Dataset items:
━━━
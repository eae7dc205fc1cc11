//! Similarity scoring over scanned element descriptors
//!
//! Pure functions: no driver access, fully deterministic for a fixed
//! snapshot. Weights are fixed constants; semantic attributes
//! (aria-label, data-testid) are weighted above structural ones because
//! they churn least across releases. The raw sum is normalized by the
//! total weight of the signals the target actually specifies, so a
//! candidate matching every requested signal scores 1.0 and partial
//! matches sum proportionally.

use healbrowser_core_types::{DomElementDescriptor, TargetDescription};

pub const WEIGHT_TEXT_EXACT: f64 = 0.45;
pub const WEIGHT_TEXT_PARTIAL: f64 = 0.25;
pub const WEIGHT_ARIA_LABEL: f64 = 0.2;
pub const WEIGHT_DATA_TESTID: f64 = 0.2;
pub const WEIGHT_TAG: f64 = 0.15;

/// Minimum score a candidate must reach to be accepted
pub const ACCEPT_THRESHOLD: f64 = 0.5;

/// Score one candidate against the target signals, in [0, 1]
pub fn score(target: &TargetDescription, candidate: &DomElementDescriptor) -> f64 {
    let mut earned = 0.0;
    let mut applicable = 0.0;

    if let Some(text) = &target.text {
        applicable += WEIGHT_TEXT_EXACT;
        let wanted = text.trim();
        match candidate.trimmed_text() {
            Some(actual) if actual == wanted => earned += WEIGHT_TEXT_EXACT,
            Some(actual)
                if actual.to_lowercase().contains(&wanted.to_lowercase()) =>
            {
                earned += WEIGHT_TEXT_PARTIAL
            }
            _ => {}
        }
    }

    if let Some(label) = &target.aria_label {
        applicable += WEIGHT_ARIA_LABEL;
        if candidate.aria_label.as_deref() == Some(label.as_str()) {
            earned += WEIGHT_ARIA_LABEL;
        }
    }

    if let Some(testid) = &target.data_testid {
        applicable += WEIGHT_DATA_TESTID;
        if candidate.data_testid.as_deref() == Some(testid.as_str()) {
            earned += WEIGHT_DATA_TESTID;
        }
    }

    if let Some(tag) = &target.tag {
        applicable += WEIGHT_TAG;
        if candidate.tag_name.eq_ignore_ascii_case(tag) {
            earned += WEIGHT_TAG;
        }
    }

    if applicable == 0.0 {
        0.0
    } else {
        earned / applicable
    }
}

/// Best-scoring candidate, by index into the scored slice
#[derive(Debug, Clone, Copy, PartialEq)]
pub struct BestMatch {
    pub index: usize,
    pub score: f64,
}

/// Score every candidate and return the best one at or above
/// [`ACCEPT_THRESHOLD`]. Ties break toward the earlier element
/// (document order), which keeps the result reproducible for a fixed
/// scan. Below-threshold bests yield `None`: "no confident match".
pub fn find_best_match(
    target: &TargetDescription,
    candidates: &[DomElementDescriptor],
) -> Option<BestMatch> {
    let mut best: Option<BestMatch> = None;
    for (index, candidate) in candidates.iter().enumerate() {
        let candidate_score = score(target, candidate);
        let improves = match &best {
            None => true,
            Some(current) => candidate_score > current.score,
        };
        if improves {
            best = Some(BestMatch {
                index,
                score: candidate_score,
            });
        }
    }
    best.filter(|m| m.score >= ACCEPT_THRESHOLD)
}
━━━
PROBLEM TO SOLVE:
Return all lines from the data above with "candidates" in them.

OUTPUT FOR THIS EXERCISE:
    candidates: &[DomElementDescriptor],
    for (index, candidate) in candidates.iter().enumerate() {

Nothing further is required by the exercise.